Os funcionários que atenderam ao chamado da Secretaria de Estado estavam lotados nos mais diversos cantos do continente africano. Os Postos estavam entre os considerados piores cantos do planeta para se viver. O que os impulsiona é o dinheiro. Nenhum outro motivo os empurrava para os confins de terras marcadas pela falta de estrutra básica para viver, violência latente e pela a pobreza que salta aos olhos. Quase todos tinham filhos em idade escolar, ou já na faculdade, e precisavam dos gordos salários para sustentar os estudos dos filhos. Sacrificavam suas vidas em terras inóspitas e perigosas para poder educar e alimentar suas crias. Muitos deles deviam ao MRE a oportunidade de ter algo na vida. Sem o Ministério, certamente fariam parte da grande massa brasileira de sub-empregados, ou não teriam ao menos o que ganhar no final do mês.
Eram personagens interessantes, cujas vidas forneceriam material para diversas biografias.
Tinha a senhora carente e alcóolatra de Dacar; o agente de portaria megalomaníaco que clamava ser pentacampeão brasileiro de golf e gabava-se das inúmeras mancebas que sustentava em Bissau; o playboy de 50 anos que conseguiu arranjar maconha para fumar durante as noites depois do curso e serve em Abuja; a senhora deseperada que vive em Malabo; o senhor com problemas sério nas coronárias de Windhoek; a evangélica suicida de Cartum; o confessadamente deprimido Oficial de Chancelaria de Adis Abebba, entre outros menos interessantes.
Por incrível que pareça, a compania deles e suas histórias não me deprimiram ou me enojaram (a não ser senhora bêbada de Dacar que é, realmente, um pé no saco). Todos pareciam extasiados em passar aquelas duas semanas em Pretória e esqueceram um pouco das dificulades e sacrifícios a que estão submetidos todos os dias. Fiquei em uma Guest House charmosa e barata perto da Embaixada com o playboy, o deprimido e um dos instrutores do curso. Fazíamos churrasco, enquanto a senhora bêbada e os outros bebiam deseperadamente cerveja (contei três caixas em apenas quatro dias). O deprimido da Etiópia bebia tudo que via pela frente (licor, rum e conhaque, além da cerveja). A moconha surgiu nos últimos dias, mas durou pouco. Não me atrevi a compartinhar da bebida e da droga. Não me sinto à vontade de beber com pessoas que não conheço (bebi umas taças de vinho sul africano com um deles, mas foi só). Sóbrio, passei a ouvir as lamúrias dos funcionários do Itamaraty acerca do trabalho e da vida difícil em seus Postos. Pareciam tristes e cada história traduzia o sofrimento e o lamento por fazerem o sacrifício necessário para sobreviver.

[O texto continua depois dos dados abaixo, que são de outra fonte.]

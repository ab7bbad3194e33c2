use chrono::{DateTime, Utc};
use serde::Serialize;

use super::records::Subscriber;
use super::store::{LeadStore, StoreError};
use super::validation::{self, ValidationError};

pub const SUBSCRIBED: &str = "Successfully subscribed!";
pub const ALREADY_SUBSCRIBED: &str = "You are already subscribed!";
pub const SUBSCRIBE_FAILED: &str = "Failed to subscribe. Please try again.";
pub const CONSULTATION_SUBMITTED: &str = "Consultation request submitted successfully!";
pub const CONSULTATION_FAILED: &str = "Failed to submit request. Please try again.";

/// HTTP statuses the lead endpoints answer with.
#[derive(Debug, Clone, Copy, PartialEq, Eq)]
pub enum StatusCode {
    Ok,
    Created,
    BadRequest,
    InternalServerError,
}

impl StatusCode {
    pub fn as_u16(self) -> u16 {
        match self {
            StatusCode::Ok => 200,
            StatusCode::Created => 201,
            StatusCode::BadRequest => 400,
            StatusCode::InternalServerError => 500,
        }
    }

    pub fn is_success(self) -> bool {
        matches!(self, StatusCode::Ok | StatusCode::Created)
    }
}

/// JSON body of a lead endpoint response: `{"message": ..}` or `{"error": ..}`.
#[derive(Debug, Clone, PartialEq, Eq, Serialize)]
#[serde(untagged)]
pub enum ResponseBody {
    Message { message: String },
    Error { error: String },
}

#[derive(Debug, Clone, PartialEq, Eq)]
pub struct ApiResponse {
    pub status: StatusCode,
    pub body: ResponseBody,
}

impl ApiResponse {
    fn message(status: StatusCode, message: impl Into<String>) -> Self {
        Self {
            status,
            body: ResponseBody::Message {
                message: message.into(),
            },
        }
    }

    fn error(status: StatusCode, error: impl Into<String>) -> Self {
        Self {
            status,
            body: ResponseBody::Error {
                error: error.into(),
            },
        }
    }

    pub fn to_json(&self) -> String {
        serde_json::to_string(&self.body).expect("Response body is plain strings")
    }
}

#[derive(Debug, thiserror::Error)]
enum LeadError {
    #[error(transparent)]
    Validation(#[from] ValidationError),
    #[error(transparent)]
    Store(#[from] StoreError),
}

enum SubscribeOutcome {
    Created(Subscriber),
    AlreadySubscribed,
}

/// Newsletter sign-up.
///
/// 201 for a new subscriber, 200 when the (lowercased) email is already
/// subscribed, 400 on validation failure, 500 on storage failure.
pub fn subscribe<S: LeadStore + ?Sized>(
    store: &mut S,
    body: &str,
    now: DateTime<Utc>,
) -> ApiResponse {
    match try_subscribe(store, body, now) {
        Ok(SubscribeOutcome::Created(subscriber)) => {
            log::info!("Subscriber {} created", subscriber.id);
            ApiResponse::message(StatusCode::Created, SUBSCRIBED)
        }
        Ok(SubscribeOutcome::AlreadySubscribed) => {
            ApiResponse::message(StatusCode::Ok, ALREADY_SUBSCRIBED)
        }
        Err(LeadError::Validation(e)) => {
            log::warn!("Subscription rejected: {e}");
            ApiResponse::error(StatusCode::BadRequest, e.to_string())
        }
        Err(LeadError::Store(e)) => {
            log::error!("Subscription error: {e}");
            ApiResponse::error(StatusCode::InternalServerError, SUBSCRIBE_FAILED)
        }
    }
}

fn try_subscribe<S: LeadStore + ?Sized>(
    store: &mut S,
    body: &str,
    now: DateTime<Utc>,
) -> Result<SubscribeOutcome, LeadError> {
    let new = validation::validate_subscription(body, now)?;

    if store.find_subscriber(&new.email)?.is_some() {
        return Ok(SubscribeOutcome::AlreadySubscribed);
    }

    match store.create_subscriber(new) {
        Ok(subscriber) => Ok(SubscribeOutcome::Created(subscriber)),
        // Lost a race with a concurrent sign-up for the same address.
        Err(StoreError::DuplicateEmail(_)) => Ok(SubscribeOutcome::AlreadySubscribed),
        Err(e) => Err(e.into()),
    }
}

/// Consultation request.
///
/// 201 once stored, 400 on validation failure, 500 on storage failure.
pub fn request_consultation<S: LeadStore + ?Sized>(
    store: &mut S,
    body: &str,
    now: DateTime<Utc>,
) -> ApiResponse {
    let result = validation::validate_consultation(body, now)
        .map_err(LeadError::from)
        .and_then(|new| store.create_consultation(new).map_err(LeadError::from));

    match result {
        Ok(request) => {
            log::info!(
                "Consultation request {} created ({})",
                request.id,
                request.client_type
            );
            ApiResponse::message(StatusCode::Created, CONSULTATION_SUBMITTED)
        }
        Err(LeadError::Validation(e)) => {
            log::warn!("Consultation request rejected: {e}");
            ApiResponse::error(StatusCode::BadRequest, e.to_string())
        }
        Err(LeadError::Store(e)) => {
            log::error!("Consultation request error: {e}");
            ApiResponse::error(StatusCode::InternalServerError, CONSULTATION_FAILED)
        }
    }
}
use std::fs;
use std::path::PathBuf;

use chrono::NaiveDate;
use tempfile::TempDir;

use crate::models::Post;

/// Create a temporary content directory for post files
pub fn create_test_content_dir() -> TempDir {
    tempfile::tempdir().unwrap()
}

/// Create a test file with content
pub fn create_test_file(content_dir: &TempDir, filename: &str, content: &str) -> PathBuf {
    let file_path = content_dir.path().join(filename);
    fs::write(&file_path, content).unwrap();
    file_path
}

/// Minimal post with the given identity and category
pub fn sample_post(id: &str, slug: &str, category: &str) -> Post {
    Post {
        id: id.into(),
        slug: slug.into(),
        title: format!("Post {id}"),
        excerpt: String::new(),
        author: "Sagebrush Research".into(),
        author_role: "Research Team".into(),
        date: NaiveDate::from_ymd_opt(2025, 2, 1).unwrap(),
        read_time: "5 min read".into(),
        category: category.into(),
        image: String::new(),
        tags: vec![],
        meta_description: None,
        primary_keyword: None,
        supporting_keywords: vec![],
        takeaways: vec![],
        body: String::new(),
    }
}

/// Post file source (front matter + body) for IO tests
pub fn post_source(id: &str, slug: &str, category: &str) -> String {
    format!(
        "+++\nid = \"{id}\"\nslug = \"{slug}\"\ntitle = \"Post {id}\"\nexcerpt = \"\"\n\
         author = \"Sagebrush Research\"\ndate = \"2025-02-01\"\ncategory = \"{category}\"\n+++\n\
         ## Overview\nBody of post {id}.\n"
    )
}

O serviço exterior pode ser bastante cruel e impiedoso. Viver longe dos parentes, em terras perigosas, sem condições sanitárias e de infra-estrutura básicas é psicologicamente devastador.
Geralmente, o ser humano sente satisfação em ouvir que outras pessoas estão em pior situação do que a deles. Nos faz sentir um pouco mais afortunados. A desgraça dos outros nos coloca pra cima. As experiências que ouvi, ao contrário, fizeram-me querer ajudar a todos, a escrever para eles e me colocar à disposição para ajudá-los, pelo menos na minha área de trabalho, no que puder.
A ida a Pretória me deixou menos humano, eu acho. Mas em um bom sentido.